PDS Winners of Fall 2019

Fall 2019 PDS WINNERS

Rabia Ahmad

Rabia Ahmad

As a graduating master’s student in chemical engineering I am passionate about environmentally sustainable solutions for consumer product packaging.  In 30 years, we are projected to have more plastic in the ocean than fish. After graduating this December, I am excited about returning to industry as a packaging engineer with a center focus on product sustainability without compromising functionality and aesthetic.  The Society of Women Engineers National Conference was excellent exposure to professional development workshops, industry trainings/tours and networking opportunities at the career fair. Upon graduation, I am excited to join the Columbia alumni community and provide consumer product engineering resources to future chemical engineers!

 

Alison Fankhauser

Alison Fankhauser

Alison Fankhauser is a Ph.D. student in Professor V. Faye McNeill’s group in the department of Chemical Engineering at Columbia University.
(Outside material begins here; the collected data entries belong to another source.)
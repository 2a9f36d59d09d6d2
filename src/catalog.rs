//! Forward traversal of the record chain.

use crate::error::{Result, StrandError};
use crate::header::{pad_name, RecordHeader, RECORD_HEADER_LEN, VOLUME_INFO_LEN};
use crate::io::RegionIo;
use crate::storage::Storage;
use tracing::debug;

/// A record as it sits on storage: decoded header plus header address.
#[derive(Debug, Clone, Copy)]
pub struct Record {
    /// Address of the 16-byte header.
    pub address: u16,
    pub header: RecordHeader,
}

impl Record {
    /// Address of the first payload byte.
    pub fn payload_address(&self) -> u16 {
        self.address + RECORD_HEADER_LEN as u16
    }

    /// The terminal record closes the chain.
    pub fn is_terminal(&self) -> bool {
        self.header.next == 0
    }

    pub fn is_tombstone(&self) -> bool {
        self.header.is_deleted()
    }

    /// A reusable gap: a tombstone with a record after it.
    pub fn is_hole(&self) -> bool {
        self.is_tombstone() && !self.is_terminal()
    }

    /// Bytes from this header to the following one, header included.
    /// `None` on the terminal record, where no successor bounds the gap.
    /// Can exceed header-plus-payload of the file once stored here.
    pub fn span(&self) -> Option<u16> {
        if self.is_terminal() {
            None
        } else {
            Some(self.header.next - self.address)
        }
    }
}

/// Stepper over the chain from its fixed origin. Yields every record once,
/// terminal included, then `None`.
///
/// Reads go through the region gate, so a forged next-pointer outside the
/// region surfaces as `OutOfRange` instead of a wild read. Pointers that do
/// not move strictly forward are refused the same way; following one would
/// walk the chain in circles.
pub struct Walker {
    pending: Option<u32>,
}

impl Walker {
    /// Start just past the volume info block of a region beginning at `start`.
    pub fn new(start: u16) -> Self {
        Walker {
            pending: Some(u32::from(start) + VOLUME_INFO_LEN as u32),
        }
    }

    pub fn advance<S: Storage>(&mut self, io: &mut RegionIo<S>) -> Result<Option<Record>> {
        let address = match self.pending {
            Some(address) => address,
            None => return Ok(None),
        };
        let address = u16::try_from(address).map_err(|_| StrandError::OutOfRange)?;

        let header = io.read_record_header(address)?;
        if header.next == 0 {
            self.pending = None;
        } else if header.next <= address {
            debug!(address, next = header.next, "chain link does not move forward");
            return Err(StrandError::OutOfRange);
        } else {
            self.pending = Some(u32::from(header.next));
        }

        Ok(Some(Record { address, header }))
    }
}

/// First live record whose stored name matches `name` after padding.
/// Comparison is byte-exact over the padded form.
pub fn find_live<S: Storage>(io: &mut RegionIo<S>, name: &str) -> Result<Option<Record>> {
    let padded = pad_name(name);
    let mut walker = Walker::new(io.start());
    while let Some(record) = walker.advance(io)? {
        if !record.is_tombstone() && record.header.name == padded {
            return Ok(Some(record));
        }
    }
    Ok(None)
}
She chose to study atmospheric chemistry because of its impact on both climate and air quality. Specifically, her research focuses on secondary organic aerosol formation and degradation, which is carried out through a suite of laboratory and modelling studies.

 

Yong Dou

Yong Dou

Yong Dou is a Ph.D. student working with professor Kyle Bishop at Chemical Engineering department. His research seeks to discover, understand, and apply new strategies for organizing and directing colloidal matter through self-assembly and self-organization far-from-equilibrium with both experiments and computational models. His research results have potential applications in new biomedical technology and robotics. When not doing research, Yong is a big fun of Broadway musicals and soccer games.

Zane Martin

Zane Martin

Zane Martin is a fifth-year Ph.D. candidate in the Applied Physics and Applied Mathematics department. With his advisors Prof. Adam Sobel and Dr. Shuguang Wang, he studies Earth’s tropical atmosphere – his thesis focuses on how the upper atmosphere impacts subseasonal-to-seasonal climate variability in numerical models. During his time at Columbia, Zane has also participated in two field campaigns, one aboard a ship in the West Pacific and a second in Costa Rica, to better understand the tropics. He hopes to continue his research in atmospheric science after graduate school as a post-doc and eventually faculty member.